* _Task to carry out_
Scan the records below. Copy every line in which the word "never" appears.

[Information provided]

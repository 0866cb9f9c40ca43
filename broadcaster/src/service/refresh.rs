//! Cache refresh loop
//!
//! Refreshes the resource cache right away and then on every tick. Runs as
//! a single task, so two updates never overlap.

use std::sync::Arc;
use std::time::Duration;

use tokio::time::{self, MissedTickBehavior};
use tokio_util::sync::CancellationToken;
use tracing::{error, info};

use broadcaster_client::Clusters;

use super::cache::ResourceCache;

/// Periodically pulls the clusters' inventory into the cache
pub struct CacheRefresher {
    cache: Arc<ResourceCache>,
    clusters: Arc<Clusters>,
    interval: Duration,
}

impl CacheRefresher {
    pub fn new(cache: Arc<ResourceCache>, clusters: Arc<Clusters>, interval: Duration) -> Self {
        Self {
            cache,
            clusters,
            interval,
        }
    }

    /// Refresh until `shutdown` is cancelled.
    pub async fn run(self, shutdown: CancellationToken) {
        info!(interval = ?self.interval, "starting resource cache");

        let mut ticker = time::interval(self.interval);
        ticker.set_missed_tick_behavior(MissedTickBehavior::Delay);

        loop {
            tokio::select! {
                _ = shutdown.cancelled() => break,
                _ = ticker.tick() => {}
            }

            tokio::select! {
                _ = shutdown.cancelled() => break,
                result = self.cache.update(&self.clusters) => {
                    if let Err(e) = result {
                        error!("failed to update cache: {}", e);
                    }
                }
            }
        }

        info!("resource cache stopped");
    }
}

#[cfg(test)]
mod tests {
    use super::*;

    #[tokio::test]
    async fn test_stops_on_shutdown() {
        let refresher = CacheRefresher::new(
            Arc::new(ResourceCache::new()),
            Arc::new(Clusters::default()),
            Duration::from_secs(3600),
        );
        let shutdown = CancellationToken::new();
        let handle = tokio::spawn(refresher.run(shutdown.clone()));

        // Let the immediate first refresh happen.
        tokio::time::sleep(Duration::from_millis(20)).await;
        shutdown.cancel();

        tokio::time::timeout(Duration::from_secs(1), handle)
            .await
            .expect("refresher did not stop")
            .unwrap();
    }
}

[/Information provided]
[Information provided]

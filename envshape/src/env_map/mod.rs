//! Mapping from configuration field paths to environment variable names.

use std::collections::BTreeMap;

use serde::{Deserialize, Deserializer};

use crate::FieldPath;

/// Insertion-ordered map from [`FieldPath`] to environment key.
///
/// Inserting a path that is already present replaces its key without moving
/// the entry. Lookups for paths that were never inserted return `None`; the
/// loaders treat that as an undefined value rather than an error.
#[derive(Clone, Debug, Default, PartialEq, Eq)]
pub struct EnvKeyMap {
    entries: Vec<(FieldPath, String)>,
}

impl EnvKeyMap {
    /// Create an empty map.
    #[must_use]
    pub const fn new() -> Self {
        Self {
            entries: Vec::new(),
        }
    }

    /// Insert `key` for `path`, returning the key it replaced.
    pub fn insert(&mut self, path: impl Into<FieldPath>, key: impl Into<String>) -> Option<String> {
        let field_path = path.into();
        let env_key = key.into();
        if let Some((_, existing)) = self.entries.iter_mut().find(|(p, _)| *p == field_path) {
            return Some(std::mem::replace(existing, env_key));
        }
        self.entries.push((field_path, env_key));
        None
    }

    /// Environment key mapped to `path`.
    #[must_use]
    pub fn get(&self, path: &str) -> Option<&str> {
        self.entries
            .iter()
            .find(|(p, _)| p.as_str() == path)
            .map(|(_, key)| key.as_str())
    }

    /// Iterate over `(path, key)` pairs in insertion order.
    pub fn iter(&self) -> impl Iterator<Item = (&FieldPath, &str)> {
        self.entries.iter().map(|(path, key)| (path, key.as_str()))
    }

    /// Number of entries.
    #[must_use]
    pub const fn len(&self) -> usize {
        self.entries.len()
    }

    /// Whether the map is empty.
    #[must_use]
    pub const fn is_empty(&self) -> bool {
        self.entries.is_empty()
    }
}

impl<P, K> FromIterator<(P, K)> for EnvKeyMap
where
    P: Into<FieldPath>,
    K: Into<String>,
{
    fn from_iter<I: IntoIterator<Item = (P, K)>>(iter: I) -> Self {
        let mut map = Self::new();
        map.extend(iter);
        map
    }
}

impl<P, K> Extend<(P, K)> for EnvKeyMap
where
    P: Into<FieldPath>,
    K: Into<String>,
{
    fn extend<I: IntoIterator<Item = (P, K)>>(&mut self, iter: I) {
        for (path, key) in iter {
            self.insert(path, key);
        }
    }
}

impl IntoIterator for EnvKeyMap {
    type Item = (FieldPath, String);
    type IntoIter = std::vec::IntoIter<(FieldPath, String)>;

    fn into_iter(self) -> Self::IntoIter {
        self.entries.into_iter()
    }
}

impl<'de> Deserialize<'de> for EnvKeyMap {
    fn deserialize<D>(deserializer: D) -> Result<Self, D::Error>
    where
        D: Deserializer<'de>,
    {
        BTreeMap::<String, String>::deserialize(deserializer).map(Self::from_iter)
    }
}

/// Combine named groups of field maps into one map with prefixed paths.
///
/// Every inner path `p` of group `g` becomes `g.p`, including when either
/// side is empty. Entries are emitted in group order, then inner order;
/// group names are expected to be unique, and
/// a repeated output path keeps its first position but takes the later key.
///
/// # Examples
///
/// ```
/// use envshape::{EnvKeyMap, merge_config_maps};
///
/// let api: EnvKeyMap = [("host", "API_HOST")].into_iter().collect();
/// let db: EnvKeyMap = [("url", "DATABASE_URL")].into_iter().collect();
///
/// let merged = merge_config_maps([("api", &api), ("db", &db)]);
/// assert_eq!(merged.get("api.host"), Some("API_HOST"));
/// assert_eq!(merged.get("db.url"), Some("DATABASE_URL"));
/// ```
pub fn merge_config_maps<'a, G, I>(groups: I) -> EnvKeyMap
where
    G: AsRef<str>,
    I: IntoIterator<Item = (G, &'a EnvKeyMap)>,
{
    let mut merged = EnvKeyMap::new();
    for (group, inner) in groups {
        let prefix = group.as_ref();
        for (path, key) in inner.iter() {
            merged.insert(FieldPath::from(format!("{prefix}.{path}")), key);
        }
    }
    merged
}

[/Information provided]

* _Exercise output_
//! a single task, so two updates never overlap.
/// the entry. Lookups for paths that were never inserted return `None`; the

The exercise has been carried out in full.